Copy all of the data that follows without altering a word.

Information provided
──────────

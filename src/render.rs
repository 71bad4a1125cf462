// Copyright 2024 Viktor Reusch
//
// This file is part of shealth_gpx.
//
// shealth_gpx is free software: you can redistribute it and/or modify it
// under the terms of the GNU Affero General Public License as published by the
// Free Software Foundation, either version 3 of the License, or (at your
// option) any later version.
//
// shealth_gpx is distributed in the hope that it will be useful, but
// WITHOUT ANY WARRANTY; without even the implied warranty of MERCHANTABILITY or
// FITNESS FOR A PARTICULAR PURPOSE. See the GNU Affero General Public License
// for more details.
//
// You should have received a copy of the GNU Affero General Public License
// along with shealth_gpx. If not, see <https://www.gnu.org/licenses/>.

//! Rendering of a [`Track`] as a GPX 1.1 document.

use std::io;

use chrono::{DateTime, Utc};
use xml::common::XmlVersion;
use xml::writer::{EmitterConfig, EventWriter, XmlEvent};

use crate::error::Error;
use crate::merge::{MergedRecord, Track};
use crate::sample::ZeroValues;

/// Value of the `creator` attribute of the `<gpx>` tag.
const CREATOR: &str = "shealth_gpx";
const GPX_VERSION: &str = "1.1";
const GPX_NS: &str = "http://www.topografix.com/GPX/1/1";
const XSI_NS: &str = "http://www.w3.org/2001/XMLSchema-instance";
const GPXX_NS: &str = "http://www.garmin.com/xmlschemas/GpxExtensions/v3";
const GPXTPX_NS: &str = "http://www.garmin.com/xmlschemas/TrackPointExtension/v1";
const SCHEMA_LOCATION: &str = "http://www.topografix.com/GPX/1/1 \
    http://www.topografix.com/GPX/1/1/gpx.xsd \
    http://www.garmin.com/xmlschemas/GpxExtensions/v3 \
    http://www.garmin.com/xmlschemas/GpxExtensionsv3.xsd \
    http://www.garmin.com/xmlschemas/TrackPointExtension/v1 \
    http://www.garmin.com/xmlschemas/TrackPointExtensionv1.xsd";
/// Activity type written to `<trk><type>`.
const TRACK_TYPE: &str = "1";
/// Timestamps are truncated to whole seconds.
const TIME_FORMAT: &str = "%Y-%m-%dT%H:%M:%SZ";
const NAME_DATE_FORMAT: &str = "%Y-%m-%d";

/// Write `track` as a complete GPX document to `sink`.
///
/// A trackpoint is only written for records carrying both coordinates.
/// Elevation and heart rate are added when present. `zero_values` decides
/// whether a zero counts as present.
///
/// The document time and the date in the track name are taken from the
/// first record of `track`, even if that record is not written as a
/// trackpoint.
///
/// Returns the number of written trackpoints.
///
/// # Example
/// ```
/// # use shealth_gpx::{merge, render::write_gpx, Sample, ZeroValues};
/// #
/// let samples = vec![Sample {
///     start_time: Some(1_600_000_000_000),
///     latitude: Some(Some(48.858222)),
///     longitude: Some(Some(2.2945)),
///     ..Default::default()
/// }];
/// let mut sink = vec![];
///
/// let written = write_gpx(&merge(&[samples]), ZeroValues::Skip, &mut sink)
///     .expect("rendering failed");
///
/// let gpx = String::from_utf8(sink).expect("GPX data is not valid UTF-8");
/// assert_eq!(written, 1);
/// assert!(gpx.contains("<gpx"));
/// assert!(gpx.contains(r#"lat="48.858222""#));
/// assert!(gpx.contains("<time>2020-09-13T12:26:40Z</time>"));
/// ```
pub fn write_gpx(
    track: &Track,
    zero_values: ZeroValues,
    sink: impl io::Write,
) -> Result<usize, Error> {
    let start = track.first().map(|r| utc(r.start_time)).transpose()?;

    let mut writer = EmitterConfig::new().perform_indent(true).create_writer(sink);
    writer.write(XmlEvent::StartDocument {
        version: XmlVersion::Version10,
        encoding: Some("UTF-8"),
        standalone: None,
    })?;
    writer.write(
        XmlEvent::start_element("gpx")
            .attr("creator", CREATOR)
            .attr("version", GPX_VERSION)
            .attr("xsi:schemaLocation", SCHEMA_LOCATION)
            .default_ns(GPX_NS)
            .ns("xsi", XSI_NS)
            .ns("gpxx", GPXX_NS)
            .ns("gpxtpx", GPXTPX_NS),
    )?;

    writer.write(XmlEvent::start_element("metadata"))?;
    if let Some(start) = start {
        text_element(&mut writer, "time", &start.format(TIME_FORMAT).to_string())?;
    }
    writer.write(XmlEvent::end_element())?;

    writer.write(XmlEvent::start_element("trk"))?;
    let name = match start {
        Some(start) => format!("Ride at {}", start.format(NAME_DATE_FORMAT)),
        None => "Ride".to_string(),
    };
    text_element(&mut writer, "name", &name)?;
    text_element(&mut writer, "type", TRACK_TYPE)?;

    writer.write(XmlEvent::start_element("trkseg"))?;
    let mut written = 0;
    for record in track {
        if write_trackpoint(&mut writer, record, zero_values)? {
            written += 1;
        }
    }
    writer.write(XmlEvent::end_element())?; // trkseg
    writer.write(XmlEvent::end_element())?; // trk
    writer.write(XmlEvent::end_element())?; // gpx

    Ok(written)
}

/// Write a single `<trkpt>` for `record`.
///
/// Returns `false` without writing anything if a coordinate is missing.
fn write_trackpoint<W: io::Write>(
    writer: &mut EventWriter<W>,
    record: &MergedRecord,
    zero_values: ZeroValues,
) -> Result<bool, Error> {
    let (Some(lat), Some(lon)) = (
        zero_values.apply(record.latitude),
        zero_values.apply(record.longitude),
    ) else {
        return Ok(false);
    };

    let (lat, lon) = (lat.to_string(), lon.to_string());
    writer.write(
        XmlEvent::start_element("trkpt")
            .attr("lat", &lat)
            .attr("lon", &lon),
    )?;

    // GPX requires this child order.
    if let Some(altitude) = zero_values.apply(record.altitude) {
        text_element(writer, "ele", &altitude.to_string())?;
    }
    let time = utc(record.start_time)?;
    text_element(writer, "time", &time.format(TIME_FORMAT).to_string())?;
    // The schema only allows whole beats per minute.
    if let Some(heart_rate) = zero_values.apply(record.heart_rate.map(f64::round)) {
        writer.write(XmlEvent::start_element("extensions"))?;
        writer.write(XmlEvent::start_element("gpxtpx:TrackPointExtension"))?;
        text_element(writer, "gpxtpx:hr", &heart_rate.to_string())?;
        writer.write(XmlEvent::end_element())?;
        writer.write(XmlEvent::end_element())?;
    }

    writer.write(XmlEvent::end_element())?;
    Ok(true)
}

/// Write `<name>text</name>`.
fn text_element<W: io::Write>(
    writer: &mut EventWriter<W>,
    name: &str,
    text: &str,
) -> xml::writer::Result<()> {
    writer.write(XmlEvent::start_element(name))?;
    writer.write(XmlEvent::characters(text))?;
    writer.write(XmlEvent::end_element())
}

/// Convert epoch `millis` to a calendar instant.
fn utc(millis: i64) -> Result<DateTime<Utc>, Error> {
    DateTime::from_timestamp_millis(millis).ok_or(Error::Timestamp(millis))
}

──────────

Output of the exercise
filename src/render.rs
repository 71bad4a1125cf462
// Copyright 2024 Viktor Reusch
//
// This file is part of shealth_gpx.
//
// shealth_gpx is free software: you can redistribute it and/or modify it
// under the terms of the GNU Affero General Public License as published by the
// Free Software Foundation, either version 3 of the License, or (at your
// option) any later version.
//
// shealth_gpx is distributed in the hope that it will be useful, but
// WITHOUT ANY WARRANTY; without even the implied warranty of MERCHANTABILITY or
// FITNESS FOR A PARTICULAR PURPOSE. See the GNU Affero General Public License
// for more details.
//
// You should have received a copy of the GNU Affero General Public License
// along with shealth_gpx. If not, see <https://www.gnu.org/licenses/>.

//! Rendering of a [`Track`] as a GPX 1.1 document.

use std::io;

use chrono::{DateTime, Utc};
use xml::common::XmlVersion;
use xml::writer::{EmitterConfig, EventWriter, XmlEvent};

use crate::error::Error;
use crate::merge::{MergedRecord, Track};
use crate::sample::ZeroValues;

/// Value of the `creator` attribute of the `<gpx>` tag.
const CREATOR: &str = "shealth_gpx";
const GPX_VERSION: &str = "1.1";
const GPX_NS: &str = "http://www.topografix.com/GPX/1/1";
const XSI_NS: &str = "http://www.w3.org/2001/XMLSchema-instance";
const GPXX_NS: &str = "http://www.garmin.com/xmlschemas/GpxExtensions/v3";
const GPXTPX_NS: &str = "http://www.garmin.com/xmlschemas/TrackPointExtension/v1";
const SCHEMA_LOCATION: &str = "http://www.topografix.com/GPX/1/1 \
    http://www.topografix.com/GPX/1/1/gpx.xsd \
    http://www.garmin.com/xmlschemas/GpxExtensions/v3 \
    http://www.garmin.com/xmlschemas/GpxExtensionsv3.xsd \
    http://www.garmin.com/xmlschemas/TrackPointExtension/v1 \
    http://www.garmin.com/xmlschemas/TrackPointExtensionv1.xsd";
/// Activity type written to `<trk><type>`.
const TRACK_TYPE: &str = "1";
/// Timestamps are truncated to whole seconds.
const TIME_FORMAT: &str = "%Y-%m-%dT%H:%M:%SZ";
const NAME_DATE_FORMAT: &str = "%Y-%m-%d";

/// Write `track` as a complete GPX document to `sink`.
///
/// A trackpoint is only written for records carrying both coordinates.
/// Elevation and heart rate are added when present. `zero_values` decides
/// whether a zero counts as present.
///
/// The document time and the date in the track name are taken from the
/// first record of `track`, even if that record is not written as a
/// trackpoint.
///
/// Returns the number of written trackpoints.
///
/// # Example
/// ```
/// # use shealth_gpx::{merge, render::write_gpx, Sample, ZeroValues};
/// #
/// let samples = vec![Sample {
///     start_time: Some(1_600_000_000_000),
///     latitude: Some(Some(48.858222)),
///     longitude: Some(Some(2.2945)),
///     ..Default::default()
/// }];
/// let mut sink = vec![];
///
/// let written = write_gpx(&merge(&[samples]), ZeroValues::Skip, &mut sink)
///     .expect("rendering failed");
///
/// let gpx = String::from_utf8(sink).expect("GPX data is not valid UTF-8");
/// assert_eq!(written, 1);
/// assert!(gpx.contains("<gpx"));
/// assert!(gpx.contains(r#"lat="48.858222""#));
/// assert!(gpx.contains("<time>2020-09-13T12:26:40Z</time>"));
/// ```
pub fn write_gpx(
    track: &Track,
    zero_values: ZeroValues,
    sink: impl io::Write,
) -> Result<usize, Error> {
    let start = track.first().map(|r| utc(r.start_time)).transpose()?;

    let mut writer = EmitterConfig::new().perform_indent(true).create_writer(sink);
    writer.write(XmlEvent::StartDocument {
        version: XmlVersion::Version10,
        encoding: Some("UTF-8"),
        standalone: None,
    })?;
    writer.write(
        XmlEvent::start_element("gpx")
            .attr("creator", CREATOR)
            .attr("version", GPX_VERSION)
            .attr("xsi:schemaLocation", SCHEMA_LOCATION)
            .default_ns(GPX_NS)
            .ns("xsi", XSI_NS)
            .ns("gpxx", GPXX_NS)
            .ns("gpxtpx", GPXTPX_NS),
    )?;

    writer.write(XmlEvent::start_element("metadata"))?;
    if let Some(start) = start {
        text_element(&mut writer, "time", &start.format(TIME_FORMAT).to_string())?;
    }
    writer.write(XmlEvent::end_element())?;

    writer.write(XmlEvent::start_element("trk"))?;
    let name = match start {
        Some(start) => format!("Ride at {}", start.format(NAME_DATE_FORMAT)),
        None => "Ride".to_string(),
    };
    text_element(&mut writer, "name", &name)?;
    text_element(&mut writer, "type", TRACK_TYPE)?;

    writer.write(XmlEvent::start_element("trkseg"))?;
    let mut written = 0;
    for record in track {
        if write_trackpoint(&mut writer, record, zero_values)? {
            written += 1;
        }
    }
    writer.write(XmlEvent::end_element())?; // trkseg
    writer.write(XmlEvent::end_element())?; // trk
    writer.write(XmlEvent::end_element())?; // gpx

    Ok(written)
}

/// Write a single `<trkpt>` for `record`.
///
/// Returns `false` without writing anything if a coordinate is missing.
fn write_trackpoint<W: io::Write>(
    writer: &mut EventWriter<W>,
    record: &MergedRecord,
    zero_values: ZeroValues,
) -> Result<bool, Error> {
    let (Some(lat), Some(lon)) = (
        zero_values.apply(record.latitude),
        zero_values.apply(record.longitude),
    ) else {
        return Ok(false);
    };

    let (lat, lon) = (lat.to_string(), lon.to_string());
    writer.write(
        XmlEvent::start_element("trkpt")
            .attr("lat", &lat)
            .attr("lon", &lon),
    )?;

    // GPX requires this child order.
    if let Some(altitude) = zero_values.apply(record.altitude) {
        text_element(writer, "ele", &altitude.to_string())?;
    }
    let time = utc(record.start_time)?;
    text_element(writer, "time", &time.format(TIME_FORMAT).to_string())?;
    // The schema only allows whole beats per minute.
    if let Some(heart_rate) = zero_values.apply(record.heart_rate.map(f64::round)) {
        writer.write(XmlEvent::start_element("extensions"))?;
        writer.write(XmlEvent::start_element("gpxtpx:TrackPointExtension"))?;
        text_element(writer, "gpxtpx:hr", &heart_rate.to_string())?;
        writer.write(XmlEvent::end_element())?;
        writer.write(XmlEvent::end_element())?;
    }

    writer.write(XmlEvent::end_element())?;
    Ok(true)
}

/// Write `<name>text</name>`.
fn text_element<W: io::Write>(
    writer: &mut EventWriter<W>,
    name: &str,
    text: &str,
) -> xml::writer::Result<()> {
    writer.write(XmlEvent::start_element(name))?;
    writer.write(XmlEvent::characters(text))?;
    writer.write(XmlEvent::end_element())
}

/// Convert epoch `millis` to a calendar instant.
fn utc(millis: i64) -> Result<DateTime<Utc>, Error> {
    DateTime::from_timestamp_millis(millis).ok_or(Error::Timestamp(millis))
}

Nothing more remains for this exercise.